Camorra: Coldiretti, business agromafia vale 14 mld

IMG_0258Dalle mozzarelle ai terreni agricoli, dai ristoranti all’ autrosporto, il business dell’agromafia fattura in Italia circa 14 miliardi di euro. E’ quanto afferma la Coldiretti nel commentare l’operazione anticamorra nel basso Lazio che ha coinvolto anche Antonella D’Agostino, moglie di Renato Vallanzasca, che avrebbe avuto un ruolo di intermediazione in un’operazione di acquisizione di un hotel a Mondragone e in alcune vicende usuraie ed un progetto per vendere mozzarelle a Milano. Le associazioni criminali trovano terreno fertile nel tessuto economico indebolito dalla recessione secondo il rapporto Coldiretti/Eurispes del 2013.
L’agricoltura e l’alimentare sono considerate aree prioritarie di investimento dalla malavita che ne comprende la strategicita’ in tempo di crisi perche’ del cibo, anche in tempi di difficolta’, nessuno potra’ fare a meno, ma soprattutto perche’ consente di infiltrarsi in modo capillare la societa’ civile e condizionare la via quotidiana della persone in termini economici e salutistici. Per questo le mafie – sottolinea Coldiretti – hanno gia’ imposto il proprio controllo sulla produzione e la distribuzione di generi alimentari del tutto eterogenei tra loro. Controllano in molti territori la distribuzione e talvolta anche la produzione del latte, della carne, della mozzarella, del caffe’, dello zucchero, dell’acqua minerale, della farina, del pane clandestino, del burro e, soprattutto, della frutta e della verdura. Potendo contare costantemente su una larghissima ed immediata disponibilita’ di capitale e sulla possibilita’ di condizionare parte degli organi preposti alle autorizzazioni ed ai controlli, si muovono con maggiore facilita’ rispetto all’imprenditoria legale. Con i classici strumenti dell’estorsione e dell’intimidazione impongono la vendita di determinate marche e determinati prodotti agli esercizi commerciali, che a volte, approfittando della crisi economica, arrivano a rilevare direttamente. Alcune stime – precisa Coldiretti – valutano almeno 5.000 locali di ristorazione in Italia in mano alla criminalita’ organizzata (bar, ristoranti, pizzerie), nella maggioranza dei casi intestati a prestanome.

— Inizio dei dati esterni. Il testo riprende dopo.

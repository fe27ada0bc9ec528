use folio_idf::{DocNode, classes};
use folio_types::RenderOptions;

/// Builds the cover block of a task from its merged settings.
///
/// Fields appear in a fixed order (school, title, description, teacher,
/// student info) and only when present and non-empty. The student-info block
/// exists whenever a student id or name is set, even if neither line is
/// displayed.
pub fn render_title_page(settings: &RenderOptions) -> DocNode {
    let mut page = DocNode::block([classes::TITLE_PAGE], Vec::new());

    if let Some(school) = settings.school_name_text() {
        page.push(DocNode::paragraph([classes::SCHOOL], school));
    }

    if let Some(name) = settings.name_text() {
        page.push(DocNode::heading([classes::TITLE], 1, name));
    }

    if let Some(description) = settings.description_text() {
        page.push(DocNode::paragraph([classes::DESCRIPTION], description));
    }

    if let Some(teacher) = settings.teacher_name_text() {
        page.push(DocNode::paragraph([classes::TEACHER], teacher));
    }

    let student_id = settings.student_id_text();
    let student_name = settings.student_name_text();
    if student_id.is_some() || student_name.is_some() {
        let mut info = DocNode::block([classes::STUDENT_INFO], Vec::new());

        if let Some(id) = student_id
            && settings.student_id_shown()
        {
            info.push(DocNode::paragraph([classes::STUDENT_ID], format!("SID: {}", id)));
        }

        if let Some(name) = student_name
            && settings.student_name_shown()
        {
            info.push(DocNode::paragraph([classes::STUDENT_NAME], name));
        }

        page.push(info);
    }

    page
}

Questi esercizi non garantiscono solo profitti diretti, ma vengono utilizzati anche come copertura per riciclare denaro sporco. In alcuni casi agenti dei clan rappresentano specifici marchi alimentari, che impongono in tutta la loro zona di influenza. Per raggiungere l’obiettivo i clan ricorrono a tutte le tipologie di reato tradizionali: usura, racket estorsivo, furti di attrezzature e mezzi agricoli, abigeato, macellazioni clandestine, danneggiamento delle colture, contraffazione e agropirateria, abusivismo edilizio, saccheggio del patrimonio boschivo, caporalato, truffe ai danni dell’Unione europea. Quasi un immobile su quattro confiscati alla criminalita’ organizzata e’ terreno agricolo a dimostrazione della strategia di accaparramento delle campagne messa in atto dalla criminalita’ organizzata, secondo la Coldiretti. Su 12.181 beni immobili confiscati alla criminalita’ organizzata, oltre il 23 per cento (2.919) – sottolinea la Coldiretti – sono rappresentati da terreni agricoli. Ma le mani della Mafia Spa – conclude la Coldiretti – si allungano lungo tutta la filiera e, su un totale di 1.674 aziende confiscate, ben 89 (5,3 per cento) operano nei settori “Agricoltura, caccia e silvicoltura” e 15 (l’1 per cento circa) nei settori “Pesca, piscicoltura e servizi connessi”, 173 (10 per cento) nella ristorazione ed alloggio e 471 (28 per cento) nel commercio all’ingrosso e al dettaglio, anche nell’agroalimentare. Le organizzazioni mafiose sono consapevoli che, pur non trattandosi del settore che garantisce i guadagni piu’ consistenti e nel piu’ breve tempo, il cibo costituisce la necessita’ primaria, di cui nessuno potra’ mai fare a meno. Mettendo le mani sul comparto alimentare le mafie hanno inoltre la possibilita’ di affermare il proprio controllo sul territorio. Non solo si appropriano di vasti comparti dell’agroalimentare e dei guadagni che ne derivano, distruggendo la concorrenza ed il libero mercato legale e soffocando l’imprenditoria onesta, ma – conclude la Coldiretti – compromettono in modo gravissimo la qualita’ e la sicurezza dei prodotti, con l’effetto indiretto di minare profondamente l’immagine dei prodotti italiani ed il valore del marchio Made in Italy.